**Assigned task**
Look through the entries below and extract exactly the lines from the one containing "lehet kisebb, mint" through the one containing "nem lehet hosszabb", ends included.

**Record excerpts**
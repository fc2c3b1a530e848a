//! Hungarian messages

pub(super) const CODE: &str = "hu";

pub(super) const MESSAGES: &[(&str, &str)] = &[
    ("between", "{{title}} értékének \"{{min}}\" és \"{{max}}\" között kell lennie"),
    ("not_between", "{{title}} értéke nem lehet \"{{min}}\" és \"{{max}}\" között"),
    ("blank", "{{title}} mezőnek üresnek kell lennie"),
    ("not_blank", "{{title}} mező nem lehet üres"),
    ("empty", "{{title}} mezőnek üresnek kell lennie"),
    ("not_empty", "{{title}} mező nem lehet üres"),
    ("equal_to", "{{title}} értékének \"{{value}}\" értékkel kell egyeznie"),
    ("not_equal_to", "{{title}} értéke nem egyezhet \"{{value}}\" értékkel"),
    ("false", "{{title}} értékének hamisnak kell lennie"),
    ("not_false", "{{title}} értéke nem lehet hamis"),
    ("greater_or_equal_to", "{{title}} értékének nagyobbnak vagy egyenlőnek kell lennie, mint \"{{value}}\""),
    ("not_greater_or_equal_to", "{{title}} értéke nem lehet nagyobb vagy egyenlő, mint \"{{value}}\""),
    ("greater_than", "{{title}} értékének nagyobbnak kell lennie, mint \"{{value}}\""),
    ("not_greater_than", "{{title}} értéke nem lehet nagyobb, mint \"{{value}}\""),
    ("in_slice", "{{title}} értéke érvénytelen"),
    ("not_in_slice", "{{title}} értéke érvénytelen"),
    ("length", "{{title}} hosszának pontosan \"{{length}}\" karakternek kell lennie"),
    ("not_length", "{{title}} hossza nem lehet pontosan \"{{length}}\" karakter"),
    ("length_between", "{{title}} hosszának \"{{min}}\" és \"{{max}}\" karakter között kell lennie"),
    ("not_length_between", "{{title}} hossza nem lehet \"{{min}}\" és \"{{max}}\" karakter között"),
    ("less_or_equal_to", "{{title}} értékének kisebbnek vagy egyenlőnek kell lennie, mint \"{{value}}\""),
    ("not_less_or_equal_to", "{{title}} értéke nem lehet kisebb vagy egyenlő, mint \"{{value}}\""),
    ("less_than", "{{title}} értékének kisebbnek kell lennie, mint \"{{value}}\""),
    ("not_less_than", "{{title}} értéke nem lehet kisebb, mint \"{{value}}\""),
    ("matching_to", "{{title}} értékének illeszkednie kell a \"{{regexp}}\" mintára"),
    ("not_matching_to", "{{title}} értéke nem illeszkedhet a \"{{regexp}}\" mintára"),
    ("max_length", "{{title}} nem lehet hosszabb \"{{length}}\" karakternél"),
    ("not_max_length", "{{title}} hosszabb kell legyen \"{{length}}\" karakternél"),
    ("min_length", "{{title}} nem lehet rövidebb \"{{length}}\" karakternél"),
    ("not_min_length", "{{title}} rövidebb kell legyen \"{{length}}\" karakternél"),
    ("nil", "{{title}} értékének üresnek (nil) kell lennie"),
    ("not_nil", "{{title}} értéke nem lehet üres (nil)"),
    ("passing", "{{title}} értéke érvénytelen"),
    ("not_passing", "{{title}} értéke érvénytelen"),
    ("true", "{{title}} értékének igaznak kell lennie"),
    ("not_true", "{{title}} értéke nem lehet igaz"),
    ("zero", "{{title}} értékének nullának kell lennie"),
    ("not_zero", "{{title}} értéke nem lehet nulla"),
];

**Exercise response**
    ("not_less_than", "{{title}} értéke nem lehet kisebb, mint \"{{value}}\""),
    ("matching_to", "{{title}} értékének illeszkednie kell a \"{{regexp}}\" mintára"),
    ("not_matching_to", "{{title}} értéke nem illeszkedhet a \"{{regexp}}\" mintára"),
    ("max_length", "{{title}} nem lehet hosszabb \"{{length}}\" karakternél"),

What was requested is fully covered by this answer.